11 de mayo de 2009

Un refugio

En cualquiera de estos casos sacaré la consecuencia de que no han estado a la altura de sus propios actos, de que no han estado a la altura del mundo como realmente es, y a la altura de su cotidianidad.

Max Weber, La política como vocación.

Aún no tienen nombre y pareciera no importarles. Nadan y circundan las piedrecillas con lentitud, apaciblemente. Mordisquean camarones resecos mientras me descabezo en busca de un par de apelativos. Estiran su cuello y se pierden entre las burbujas. Pienso que Lévi-Strauss[1] se indignaría ante las casi dos semanas que han permanecido sin nominación, ajenas a todo sistema categorial, a cualquier taxonomía que, como Borges en su misterioso relato, le imprimiría la necesaria clasificación a los objetos, devolviéndole el orden a las cosas.

Orden no ha habido mucho desde un tiempo hasta ahora. Mi antigua obsesión, que no surge necesariamente a partir de las lecturas de Radcliffe-Brown, ha cedido frente a la pereza o quizás ante el fastidio de un mediocre comienzo de año. Tal vez son ambas voluntades sumadas a la imposibilidad de decir algo, más bien de encontrar algo, realmente interesante de formular. Sin embargo siempre queda la posibilidad de actuar con cinismo, de fingir inteligencia y fruncir el seño ante cualquier observación, simulando reflexión y análisis. Lo cierto es que distinguir entre alguien realmente inteligente y quien simula inteligencia es una operación ya poco inteligente. O de mal gusto, quién sabe.

El trabajo ha dejado de ser gratificante o, en gran medida, se ha rutinizado. Ha perdido aquello que tenía de misterio para automatizarse y hacerse más efectivo, eficiente. Pienso en Max Weber y su tipo ideal del burócrata y temo, a esta edad, convertirme en un nuevo profesional de cuello blanco. Luego me arrepiento y retomo otros asuntos. Escribo sobre política (cuando uno deja de escribir bien, sólo puede conformarse con redactar misivas y artículos políticos) y genero expectativas en torno a ello. Ayer leía, por tercera vez, la inspiradora conferencia de Weber donde afirmaba: “es completamente cierto, y así lo prueba la Historia, que en este mundo no se consigue nunca lo posible si no se intenta lo imposible una y otra vez”[2]. Pero apostar a lo imposible tiene sus costes; y como decía Cortázar, las apuestas suelen perderse.

Se distinguen sin mucha dificultad. Una es de caparazón oscuro, colita larguirucha y carácter aprensible. Es temerosa y alimentarla requiere más tiempo del que dispongo. La otra, por el contrario, es activa y se aventura a lanzar mordiscos cada vez que le acerco su ración de camarón-seco. Ambas viven en una tortuguera de dimensiones cómodas. Pueden sumergirse a gusto y, de vez en cuando, disfrutar de unas horas de luz solar; momentos que aprovechan para descansar y recibir hasta el último haz de luz.

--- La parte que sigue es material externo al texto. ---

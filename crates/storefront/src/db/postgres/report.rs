use async_trait::async_trait;
use chrono::{DateTime, Utc};

use super::PgStore;
use crate::db::{ReportStore, RepositoryError};
use crate::models::{DailyOrderCount, ProductSales};

#[async_trait]
impl ReportStore for PgStore {
    async fn orders_per_day(
        &self,
        since: DateTime<Utc>,
    ) -> Result<Vec<DailyOrderCount>, RepositoryError> {
        let rows = sqlx::query_as(
            "SELECT (date_added AT TIME ZONE 'UTC')::date AS day, COUNT(*) AS orders
             FROM storefront.orders
             WHERE date_added >= $1
             GROUP BY day
             ORDER BY day",
        )
        .bind(since)
        .fetch_all(&self.pool)
        .await?;
        Ok(rows)
    }

    async fn top_products(
        &self,
        since: DateTime<Utc>,
        limit: i64,
    ) -> Result<Vec<ProductSales>, RepositoryError> {
        let rows = sqlx::query_as(
            "SELECT p.name AS product_name, COUNT(*) AS quantity
             FROM storefront.order_line l
             JOIN storefront.orders o ON o.id = l.order_id
             JOIN storefront.product p ON p.id = l.product_id
             WHERE o.date_added >= $1
             GROUP BY p.name
             ORDER BY quantity DESC, p.name
             LIMIT $2",
        )
        .bind(since)
        .bind(limit)
        .fetch_all(&self.pool)
        .await?;
        Ok(rows)
    }
}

A veces las observo y me pregunto por su cautiverio. Luego la interrogación se refleja y surge la cuestión de mi propio cautiverio. Desecho estos pensamientos por su contenido cursi y sensiblero. Tomo la guitarra y espero a que los reptiles continúen su baño de sol.

“Jory” postula como nombre para la más ágil. Lo tomé prestado del segundo apellido de Berni, una estudiante de sociología que impresiona tanto por su belleza como por su simpatía e inteligencia. Charlamos unos minutos hoy. Habló de sus vacaciones, de su afición por los libros –lee a Bertoni, confesó– y su buen gusto musical. Mis aportes fueron escasos y lamenté no haber dejado espacio al silencio. El silencio, por cierto, es necesario. Bebimos café sin azúcar, Berni subió a su auto y, antes de marcharse con dirección Nororiente, me comentó que escribía. No quiso extenderse en detalles. Nos despedimos y el auto arrancó. Probablemente iba a visitar a su novio.

He encontrado en los libros un refugio cómodo. Al igual que las pequeñas tortugas con su tortuguera, me fascina la idea de que la totalidad del mundo esté contenida en aquellas páginas. Puedo sumergirme, nadar y comer de vez en cuando. Al parecer rebautizaré a la tortuga vivaz –Jory– como “Cass”, una chica increíblemente atractiva que solía darse cortes en los brazos durante sus noches de borracheras, en un cuento homónimo del viejo Bukowski.



[1] Cf. Claude Lévi-Strauss, "El individuo como especie", en El pensamiento salvaje, Fondo de Cultura Económica, México, 1972

[2] Max Weber, “La política como vocación” en Max Weber. El político y el científico, Editorial Alianza, Madrid, 1967, p. 178.